Get the existing SparkSession or initialize a new SparkSession.
sparkR.session.Rd
SparkSession is the entry point into SparkR. sparkR.session
gets the existing
SparkSession or initializes a new SparkSession.
Additional Spark properties can be set in ...
, and these named parameters take priority
over values in master
, appName
, named lists of sparkConfig
.
Usage
sparkR.session(
master = "",
appName = "SparkR",
sparkHome = Sys.getenv("SPARK_HOME"),
sparkConfig = list(),
sparkJars = "",
sparkPackages = "",
enableHiveSupport = TRUE,
...
)
Arguments
- master
the Spark master URL.
- appName
application name to register with cluster manager.
- sparkHome
Spark Home directory.
- sparkConfig
named list of Spark configuration to set on worker nodes.
- sparkJars
character vector of jar files to pass to the worker nodes.
- sparkPackages
character vector of package coordinates
- enableHiveSupport
enable support for Hive, fallback if not built with Hive support; once set, this cannot be turned off on an existing session
- ...
named Spark properties passed to the method.
Details
When called in an interactive session, this method checks for the Spark installation, and, if not
found, it will be downloaded and cached automatically. Alternatively, install.spark
can
be called manually.
A default warehouse is created automatically in the current directory when a managed table is
created via sql
statement CREATE TABLE
, for example. To change the location of the
warehouse, set the named parameter spark.sql.warehouse.dir
to the SparkSession. Along with
the warehouse, an accompanied metastore may also be automatically created in the current
directory when a new SparkSession is initialized with enableHiveSupport
set to
TRUE
, which is the default. For more details, refer to Hive configuration at
https://spark.apache.org/docs/latest/sql-programming-guide.html#hive-tables.

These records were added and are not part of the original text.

//! # Materials
//!
//! Concrete and reinforcing steel properties for a slab design run.
//!
//! ## Example
//!
//! ```rust
//! use slab_core::materials::{MaterialSet, RebarSize};
//!
//! let materials = MaterialSet::new(4.0, 60.0, RebarSize(4));
//! assert!(materials.validate().is_ok());
//! assert_eq!(materials.bar.designation(), "#4");
//! ```

pub mod rebar;

pub use rebar::RebarSize;

use serde::{Deserialize, Serialize};

use crate::errors::{CalcError, CalcResult};

/// Concrete strength, steel yield and main bar size.
///
/// ## JSON Example
///
/// ```json
/// { "fc_ksi": 4.0, "fy_ksi": 60.0, "bar": 4 }
/// ```
#[derive(Debug, Clone, Copy, PartialEq, Serialize, Deserialize)]
pub struct MaterialSet {
    /// Concrete compressive strength f'c (ksi)
    pub fc_ksi: f64,

    /// Reinforcement yield strength fy (ksi)
    pub fy_ksi: f64,

    /// Main flexural bar
    pub bar: RebarSize,
}

impl MaterialSet {
    pub fn new(fc_ksi: f64, fy_ksi: f64, bar: RebarSize) -> Self {
        MaterialSet { fc_ksi, fy_ksi, bar }
    }

    /// Validate input parameters.
    pub fn validate(&self) -> CalcResult<()> {
        if !(self.fc_ksi.is_finite() && self.fc_ksi > 0.0) {
            return Err(CalcError::invalid_input(
                "fc_ksi",
                self.fc_ksi.to_string(),
                "Concrete strength must be positive",
            ));
        }
        if !(self.fy_ksi.is_finite() && self.fy_ksi > 0.0) {
            return Err(CalcError::invalid_input(
                "fy_ksi",
                self.fy_ksi.to_string(),
                "Steel yield strength must be positive",
            ));
        }
        if self.bar.number() == 0 {
            return Err(CalcError::invalid_input(
                "bar",
                self.bar.number().to_string(),
                "Bar number must be at least 1",
            ));
        }
        Ok(())
    }
}

impl Default for MaterialSet {
    fn default() -> Self {
        MaterialSet::new(4.0, 60.0, RebarSize::default())
    }
}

For details on how to initialize and use SparkR, refer to SparkR programming guide at https://spark.apache.org/docs/latest/sparkr.html#starting-up-sparksession.
Examples
if (FALSE) {
sparkR.session()
df <- read.json(path)
sparkR.session("local[2]", "SparkR", "/home/spark")
sparkR.session("yarn", "SparkR", "/home/spark",
list(spark.executor.memory="4g", spark.submit.deployMode="client"),
c("one.jar", "two.jar", "three.jar"),
c("com.databricks:spark-avro_2.12:2.0.1"))
sparkR.session(spark.master = "yarn", spark.submit.deployMode = "client",
spark.executor.memory = "4g")
}